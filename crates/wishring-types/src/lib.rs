//! Wire codec and data model for the WishRing counter ring.
//!
//! This crate has no I/O. It is shared by the link layer (wishring-core)
//! and the persistence layer (wishring-store).
//!
//! # Features
//!
//! - Fixed-layout codec for the counter, battery and reset characteristics
//! - UUID constants and advertising name matching
//! - Daily counter records, wish entries and reset events
//! - `YYYY-MM-DD` date keys and epoch-millisecond timestamps
//!
//! # Example
//!
//! ```
//! use wishring_types::codec::{decode_battery, decode_counter};
//!
//! assert_eq!(decode_counter(&[0, 0, 0, 42]), Ok(42));
//! assert_eq!(decode_battery(&[180]), Ok(100));
//! ```

pub mod codec;
pub mod date;
pub mod error;
pub mod types;
pub mod uuid;

pub use codec::{decode_battery, decode_counter, decode_reset, decode_reset_payload, encode_counter};
pub use error::{DecodeError, DecodeResult, WishError};
pub use types::{
    BatteryReading, CRITICAL_BATTERY_THRESHOLD, DEFAULT_TARGET_COUNT, DEFAULT_WISH_TEXT,
    DailyCounterRecord, ImpactLevel, LOW_BATTERY_THRESHOLD, MAX_DAILY_COUNT, MAX_WISH_TEXT_LEN,
    MAX_WISHES_PER_DAY, ResetCause, ResetEvent, WishEntry, clamp_wish_index, validate_wishes,
};
#[cfg(feature = "serde")]
pub use types::{decode_wishes, encode_wishes};
pub use uuid as uuids;

#[cfg(test)]
mod tests {
    use super::*;
    use time::macros::{date, datetime};

    fn wish(text: &str, target: u32) -> WishEntry {
        WishEntry::new(text, target, date!(2024 - 01 - 15)).unwrap()
    }

    // --- WishEntry tests ---

    #[test]
    fn test_wish_entry_trims_text() {
        let entry = wish("  keep going  ", 10);
        assert_eq!(entry.text, "keep going");
        assert_eq!(entry.created_at, Some(date!(2024 - 01 - 15)));
    }

    #[test]
    fn test_wish_entry_rejects_invalid() {
        let day = date!(2024 - 01 - 15);
        assert_eq!(WishEntry::new("   ", 10, day), Err(WishError::BlankText));
        assert_eq!(WishEntry::new("ok", 0, day), Err(WishError::ZeroTarget));
        let long = "x".repeat(MAX_WISH_TEXT_LEN + 1);
        assert!(matches!(
            WishEntry::new(long, 5, day),
            Err(WishError::TextTooLong { len: 101, max: 100 })
        ));
        // Length is counted in characters, not bytes.
        assert!(WishEntry::new("가".repeat(MAX_WISH_TEXT_LEN), 5, day).is_ok());
    }

    #[test]
    fn test_validate_wishes_limits_list() {
        let four = vec![wish("a", 1), wish("b", 1), wish("c", 1), wish("d", 1)];
        assert_eq!(
            validate_wishes(&four),
            Err(WishError::TooManyWishes { count: 4, max: 3 })
        );
        assert!(validate_wishes(&four[..3]).is_ok());
        assert!(validate_wishes(&[]).is_ok());
    }

    #[test]
    fn test_clamp_wish_index() {
        assert_eq!(clamp_wish_index(0, 0), 0);
        assert_eq!(clamp_wish_index(5, 0), 0);
        assert_eq!(clamp_wish_index(5, 3), 2);
        assert_eq!(clamp_wish_index(1, 3), 1);
    }

    // --- DailyCounterRecord tests ---

    #[test]
    fn test_record_targets_active_wish() {
        let now = datetime!(2024-01-15 08:00 UTC);
        let record = DailyCounterRecord::new(
            date!(2024 - 01 - 15),
            vec![wish("first", 10), wish("second", 20)],
            1,
            DEFAULT_TARGET_COUNT,
            now,
        );
        assert_eq!(record.target_count, 20);
        assert_eq!(record.wish_text(), "second");
        assert!(!record.is_completed);
    }

    #[test]
    fn test_record_without_wishes_uses_fallback_target() {
        let now = datetime!(2024-01-15 08:00 UTC);
        let record = DailyCounterRecord::new(date!(2024 - 01 - 15), Vec::new(), 4, 500, now);
        assert_eq!(record.active_wish_index, 0);
        assert_eq!(record.target_count, 500);
        assert_eq!(record.wish_text(), "");
    }

    #[test]
    fn test_record_add_clamps_and_completes() {
        let now = datetime!(2024-01-15 08:00 UTC);
        let later = datetime!(2024-01-15 09:00 UTC);
        let mut record =
            DailyCounterRecord::new(date!(2024 - 01 - 15), vec![wish("w", 3)], 0, 1000, now);

        assert_eq!(record.add(2, MAX_DAILY_COUNT, later), 2);
        assert!(!record.is_completed);
        assert_eq!(record.add(1, MAX_DAILY_COUNT, later), 1);
        assert!(record.is_completed);
        assert_eq!(record.updated_at, later);
        assert_eq!(record.created_at, now);

        assert_eq!(record.add(u32::MAX, MAX_DAILY_COUNT, later), MAX_DAILY_COUNT - 3);
        assert_eq!(record.total_count, MAX_DAILY_COUNT);
        assert_eq!(record.add(1, MAX_DAILY_COUNT, later), 0);
    }

    #[test]
    fn test_record_add_never_lowers_total() {
        let now = datetime!(2024-01-15 08:00 UTC);
        let mut record =
            DailyCounterRecord::new(date!(2024 - 01 - 15), vec![wish("w", 1000)], 0, 1000, now);
        assert_eq!(record.add(500, MAX_DAILY_COUNT, now), 500);

        // The ceiling was lowered below today's total.
        assert_eq!(record.add(1, 100, now), 0);
        assert_eq!(record.total_count, 500);
        assert_eq!(record.add(1, 500, now), 0);
        assert_eq!(record.add(1, 501, now), 1);
        assert_eq!(record.total_count, 501);
    }

    #[test]
    fn test_record_select_wish() {
        let now = datetime!(2024-01-15 08:00 UTC);
        let mut record = DailyCounterRecord::new(
            date!(2024 - 01 - 15),
            vec![wish("small", 5), wish("big", 50)],
            0,
            1000,
            now,
        );
        record.add(10, MAX_DAILY_COUNT, now);
        assert!(record.is_completed);

        assert!(record.select_wish(1, now));
        assert_eq!(record.target_count, 50);
        assert!(!record.is_completed);
        assert_eq!(record.total_count, 10);

        assert!(!record.select_wish(2, now));
        assert_eq!(record.active_wish_index, 1);
    }

    #[test]
    fn test_record_replace_wishes_clamps_index() {
        let now = datetime!(2024-01-15 08:00 UTC);
        let mut record = DailyCounterRecord::new(date!(2024 - 01 - 15), Vec::new(), 0, 1000, now);
        record.replace_wishes(vec![wish("only", 7)], 2, 1000, now);
        assert_eq!(record.active_wish_index, 0);
        assert_eq!(record.target_count, 7);

        record.replace_wishes(Vec::new(), 0, 1000, now);
        assert_eq!(record.target_count, 1000);
    }

    // --- Reset tests ---

    #[test]
    fn test_impact_levels() {
        assert_eq!(ImpactLevel::from_lost_count(0), ImpactLevel::None);
        assert_eq!(ImpactLevel::from_lost_count(9), ImpactLevel::Low);
        assert_eq!(ImpactLevel::from_lost_count(10), ImpactLevel::Medium);
        assert_eq!(ImpactLevel::from_lost_count(49), ImpactLevel::Medium);
        assert_eq!(ImpactLevel::from_lost_count(99), ImpactLevel::High);
        assert_eq!(ImpactLevel::from_lost_count(100), ImpactLevel::Critical);
    }

    #[test]
    fn test_reset_cause_names() {
        for cause in [
            ResetCause::ManualButton,
            ResetCause::DailyRollover,
            ResetCause::LowBattery,
            ResetCause::Error,
            ResetCause::Unknown,
        ] {
            assert_eq!(ResetCause::from_name(cause.as_str()), cause);
        }
        assert_eq!(ResetCause::from_name("MIDNIGHT".to_lowercase().as_str()), ResetCause::DailyRollover);
        assert_eq!(ResetCause::from_name("cosmic_ray"), ResetCause::Unknown);
    }

    #[test]
    fn test_battery_thresholds() {
        let reading = |level| BatteryReading {
            level,
            device_id: None,
            timestamp: datetime!(2024-01-15 08:00 UTC),
        };
        assert!(!reading(16).is_low());
        assert!(reading(15).is_low());
        assert!(!reading(15).is_critical());
        assert!(reading(5).is_critical());
    }

    // --- Serialization tests ---

    #[test]
    fn test_wish_json_shape() {
        let json = encode_wishes(&[wish("My first wish", 1000)]).unwrap();
        let value: serde_json::Value = serde_json::from_str(&json).unwrap();
        assert_eq!(value[0]["text"], "My first wish");
        assert_eq!(value[0]["targetCount"], 1000);
        assert_eq!(value[0]["createdAt"], "2024-01-15");
        assert!(value[0]["id"].is_string());
    }

    #[test]
    fn test_decode_wishes_accepts_minimal_entries() {
        let wishes = decode_wishes(r#"[{"text":"My first wish","targetCount":1000}]"#).unwrap();
        assert_eq!(wishes.len(), 1);
        assert_eq!(wishes[0].text, "My first wish");
        assert_eq!(wishes[0].target_count, 1000);
        assert_eq!(wishes[0].created_at, None);

        assert!(decode_wishes("[]").unwrap().is_empty());
        assert!(decode_wishes("").unwrap().is_empty());
        assert!(matches!(
            decode_wishes("{not json"),
            Err(DecodeError::InvalidWishList(_))
        ));
    }

    #[test]
    fn test_reset_cause_serialization() {
        assert_eq!(
            serde_json::to_string(&ResetCause::ManualButton).unwrap(),
            "\"manual_button\""
        );
        assert_eq!(
            serde_json::to_string(&ImpactLevel::Critical).unwrap(),
            "\"critical\""
        );
    }

    #[test]
    fn test_record_serialization_roundtrip() {
        let now = datetime!(2024-01-15 08:00 UTC);
        let record =
            DailyCounterRecord::new(date!(2024 - 01 - 15), vec![wish("w", 3)], 0, 1000, now);
        let json = serde_json::to_string(&record).unwrap();
        assert!(json.contains("\"date\":\"2024-01-15\""));
        let back: DailyCounterRecord = serde_json::from_str(&json).unwrap();
        assert_eq!(back, record);
    }
}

[Activity]
In the listing above, count each line that holds the string "value". Give the number only.

[Answer space]
5